MATERIAL FOR THIS TASK section start

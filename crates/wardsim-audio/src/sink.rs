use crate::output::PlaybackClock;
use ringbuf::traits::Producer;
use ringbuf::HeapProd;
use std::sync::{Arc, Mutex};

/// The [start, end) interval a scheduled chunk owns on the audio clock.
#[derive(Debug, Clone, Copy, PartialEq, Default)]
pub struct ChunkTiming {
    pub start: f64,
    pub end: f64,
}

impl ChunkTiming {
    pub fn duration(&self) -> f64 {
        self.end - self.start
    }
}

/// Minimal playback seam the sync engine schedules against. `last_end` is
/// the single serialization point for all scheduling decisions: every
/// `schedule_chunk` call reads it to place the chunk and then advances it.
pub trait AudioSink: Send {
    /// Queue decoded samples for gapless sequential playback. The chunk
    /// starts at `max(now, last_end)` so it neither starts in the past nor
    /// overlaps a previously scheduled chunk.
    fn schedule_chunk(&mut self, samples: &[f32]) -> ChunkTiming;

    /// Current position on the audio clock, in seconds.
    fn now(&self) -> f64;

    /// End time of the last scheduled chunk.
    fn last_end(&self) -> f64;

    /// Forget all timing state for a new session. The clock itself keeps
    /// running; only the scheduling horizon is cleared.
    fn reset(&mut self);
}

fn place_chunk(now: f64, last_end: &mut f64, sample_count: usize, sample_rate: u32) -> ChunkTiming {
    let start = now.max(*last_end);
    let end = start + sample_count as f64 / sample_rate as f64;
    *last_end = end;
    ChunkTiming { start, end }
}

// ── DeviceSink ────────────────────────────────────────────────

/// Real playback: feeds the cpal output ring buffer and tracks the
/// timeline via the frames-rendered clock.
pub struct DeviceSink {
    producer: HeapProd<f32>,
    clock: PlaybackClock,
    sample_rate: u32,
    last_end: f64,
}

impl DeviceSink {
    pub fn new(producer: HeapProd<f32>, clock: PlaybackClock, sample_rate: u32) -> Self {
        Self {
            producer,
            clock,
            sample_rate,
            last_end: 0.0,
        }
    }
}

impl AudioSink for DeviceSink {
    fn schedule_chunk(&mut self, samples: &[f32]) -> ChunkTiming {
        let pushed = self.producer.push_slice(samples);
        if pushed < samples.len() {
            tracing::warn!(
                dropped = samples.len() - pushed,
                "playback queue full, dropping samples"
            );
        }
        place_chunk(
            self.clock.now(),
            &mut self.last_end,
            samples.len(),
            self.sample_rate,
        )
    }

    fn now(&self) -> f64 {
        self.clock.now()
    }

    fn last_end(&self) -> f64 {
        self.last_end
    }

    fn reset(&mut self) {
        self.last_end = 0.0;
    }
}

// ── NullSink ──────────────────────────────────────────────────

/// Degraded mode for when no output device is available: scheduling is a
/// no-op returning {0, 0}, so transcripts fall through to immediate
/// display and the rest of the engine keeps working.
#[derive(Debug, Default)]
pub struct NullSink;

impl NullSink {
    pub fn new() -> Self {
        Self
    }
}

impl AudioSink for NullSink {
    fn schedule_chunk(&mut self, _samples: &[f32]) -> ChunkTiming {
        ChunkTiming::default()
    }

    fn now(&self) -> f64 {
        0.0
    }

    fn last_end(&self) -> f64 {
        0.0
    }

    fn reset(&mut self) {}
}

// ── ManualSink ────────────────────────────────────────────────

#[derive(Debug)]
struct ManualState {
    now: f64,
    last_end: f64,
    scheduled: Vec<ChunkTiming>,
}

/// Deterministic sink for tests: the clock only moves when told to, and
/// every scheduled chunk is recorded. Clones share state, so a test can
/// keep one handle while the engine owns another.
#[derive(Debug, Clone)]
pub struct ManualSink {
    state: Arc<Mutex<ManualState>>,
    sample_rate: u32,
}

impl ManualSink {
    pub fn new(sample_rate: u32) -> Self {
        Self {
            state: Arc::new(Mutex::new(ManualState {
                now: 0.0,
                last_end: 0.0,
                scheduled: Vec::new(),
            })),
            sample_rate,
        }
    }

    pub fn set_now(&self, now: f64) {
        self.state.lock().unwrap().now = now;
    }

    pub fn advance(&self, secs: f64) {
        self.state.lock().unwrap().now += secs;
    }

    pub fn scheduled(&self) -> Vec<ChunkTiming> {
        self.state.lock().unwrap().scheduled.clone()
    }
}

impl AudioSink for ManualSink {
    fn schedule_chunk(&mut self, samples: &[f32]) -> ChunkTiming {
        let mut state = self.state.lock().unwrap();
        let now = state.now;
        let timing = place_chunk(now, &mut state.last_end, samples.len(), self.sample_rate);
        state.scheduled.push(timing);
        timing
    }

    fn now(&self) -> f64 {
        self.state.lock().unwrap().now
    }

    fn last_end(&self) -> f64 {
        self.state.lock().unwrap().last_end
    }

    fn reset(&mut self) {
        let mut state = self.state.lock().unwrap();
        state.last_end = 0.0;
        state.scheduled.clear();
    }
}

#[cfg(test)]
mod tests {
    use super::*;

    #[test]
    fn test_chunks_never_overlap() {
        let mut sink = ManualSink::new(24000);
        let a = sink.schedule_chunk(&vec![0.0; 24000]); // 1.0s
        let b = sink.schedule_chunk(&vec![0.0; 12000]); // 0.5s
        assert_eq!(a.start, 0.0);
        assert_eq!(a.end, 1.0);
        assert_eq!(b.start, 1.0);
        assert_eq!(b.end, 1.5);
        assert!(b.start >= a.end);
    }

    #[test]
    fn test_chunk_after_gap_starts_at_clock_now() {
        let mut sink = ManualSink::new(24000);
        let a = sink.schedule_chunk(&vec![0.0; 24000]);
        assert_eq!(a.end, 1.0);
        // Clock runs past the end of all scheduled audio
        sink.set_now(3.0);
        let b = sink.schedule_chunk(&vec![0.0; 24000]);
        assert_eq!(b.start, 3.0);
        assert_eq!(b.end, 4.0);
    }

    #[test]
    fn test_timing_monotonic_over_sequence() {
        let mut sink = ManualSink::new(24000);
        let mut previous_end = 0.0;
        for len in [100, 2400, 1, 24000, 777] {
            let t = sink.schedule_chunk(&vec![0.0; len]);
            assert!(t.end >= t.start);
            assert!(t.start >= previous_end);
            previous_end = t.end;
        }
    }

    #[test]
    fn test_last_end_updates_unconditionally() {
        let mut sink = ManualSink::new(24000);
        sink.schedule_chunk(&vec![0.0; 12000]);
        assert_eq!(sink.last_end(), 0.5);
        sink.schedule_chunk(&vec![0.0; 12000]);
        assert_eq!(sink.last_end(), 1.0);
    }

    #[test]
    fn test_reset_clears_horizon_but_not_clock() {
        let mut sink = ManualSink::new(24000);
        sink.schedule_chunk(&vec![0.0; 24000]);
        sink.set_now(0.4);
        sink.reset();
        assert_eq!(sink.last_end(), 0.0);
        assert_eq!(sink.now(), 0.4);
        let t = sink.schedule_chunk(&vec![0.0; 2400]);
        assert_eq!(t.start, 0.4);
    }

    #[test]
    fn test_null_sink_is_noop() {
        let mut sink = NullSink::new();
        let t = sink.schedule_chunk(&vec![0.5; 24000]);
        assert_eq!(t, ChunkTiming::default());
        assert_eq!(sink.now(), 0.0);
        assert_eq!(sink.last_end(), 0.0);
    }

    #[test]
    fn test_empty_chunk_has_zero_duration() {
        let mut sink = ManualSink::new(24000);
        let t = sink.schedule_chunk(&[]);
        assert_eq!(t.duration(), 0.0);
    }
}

MATERIAL FOR THIS TASK section end

_ABOUT THIS TASK_. Report all lines in the records that include the string "ManualState".

_EXERCISE ANSWER_.
struct ManualState {
    state: Arc<Mutex<ManualState>>,
            state: Arc::new(Mutex::new(ManualState {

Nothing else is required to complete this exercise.